▶ **EXERCISE AIM**
Repeat exactly, and only, the lines from the one containing "pub fn finish(self)" through the end of the records.

################

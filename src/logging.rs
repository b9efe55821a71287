use std::path::Path;
use std::time::Instant;

use tracing::info;
use tracing_appender::non_blocking::WorkerGuard;
use tracing_appender::{non_blocking, rolling};
use tracing_subscriber::{layer::SubscriberExt, util::SubscriberInitExt, EnvFilter, Layer, Registry};

use crate::error::{CorpusError, Result};

/// Initialize structured logging system
///
/// `RUST_LOG` takes precedence over `log_level`. When `log_file` is given, a
/// daily-rolling JSON log is written next to it; keep the returned guard alive
/// until exit so buffered lines get flushed.
pub fn init_logging(log_level: Option<&str>, log_file: Option<&Path>, json_console: bool) -> Result<Option<WorkerGuard>> {
    // Set up environment filter
    let env_filter = EnvFilter::try_from_default_env()
        .or_else(|_| EnvFilter::try_new(log_level.unwrap_or("info")))
        .map_err(|e| CorpusError::InvalidConfig(format!("Failed to create log filter: {e}")))?;

    let console_layer = if json_console {
        tracing_subscriber::fmt::layer()
            .with_writer(std::io::stderr)
            .with_target(true)
            .json()
            .boxed()
    } else {
        tracing_subscriber::fmt::layer()
            .with_writer(std::io::stderr)
            .with_ansi(true)
            .with_target(true)
            .boxed()
    };

    let registry = Registry::default().with(env_filter).with(console_layer);

    // Add file layer if log file is specified
    let guard = if let Some(log_path) = log_file {
        let directory = log_path.parent().unwrap_or_else(|| Path::new("."));
        let file_name = log_path
            .file_name()
            .map_or_else(|| "emotion-corpus.log".into(), |name| name.to_string_lossy().into_owned());
        let (non_blocking_appender, guard) = non_blocking(rolling::daily(directory, file_name));

        let file_layer = tracing_subscriber::fmt::layer()
            .with_writer(non_blocking_appender)
            .with_ansi(false)
            .with_target(true)
            .json();

        registry
            .with(file_layer)
            .try_init()
            .map_err(|e| CorpusError::InvalidConfig(format!("Failed to install logger: {e}")))?;
        Some(guard)
    } else {
        registry
            .try_init()
            .map_err(|e| CorpusError::InvalidConfig(format!("Failed to install logger: {e}")))?;
        None
    };

    info!("Logging system initialized");
    Ok(guard)
}

/// Performance timing utilities
pub struct OperationTimer {
    operation: String,
    start: Instant,
}

impl OperationTimer {
    /// Start timing `operation`
    #[must_use]
    pub fn new(operation: &str) -> Self {
        Self {
            operation: operation.to_string(),
            start: Instant::now(),
        }
    }

    /// Time elapsed so far
    #[must_use]
    pub fn elapsed(&self) -> std::time::Duration {
        self.start.elapsed()
    }

    /// Log the duration at info level and return it in milliseconds
    pub fn finish(self) -> u128 {
        let duration = self.start.elapsed().as_millis();
        info!(
            operation = %self.operation,
            duration_ms = duration,
            "Operation completed"
        );
        duration
    }
}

################

▶ **OUTPUT**
    pub fn finish(self) -> u128 {
        let duration = self.start.elapsed().as_millis();
        info!(
            operation = %self.operation,
            duration_ms = duration,
            "Operation completed"
        );
        duration
    }
}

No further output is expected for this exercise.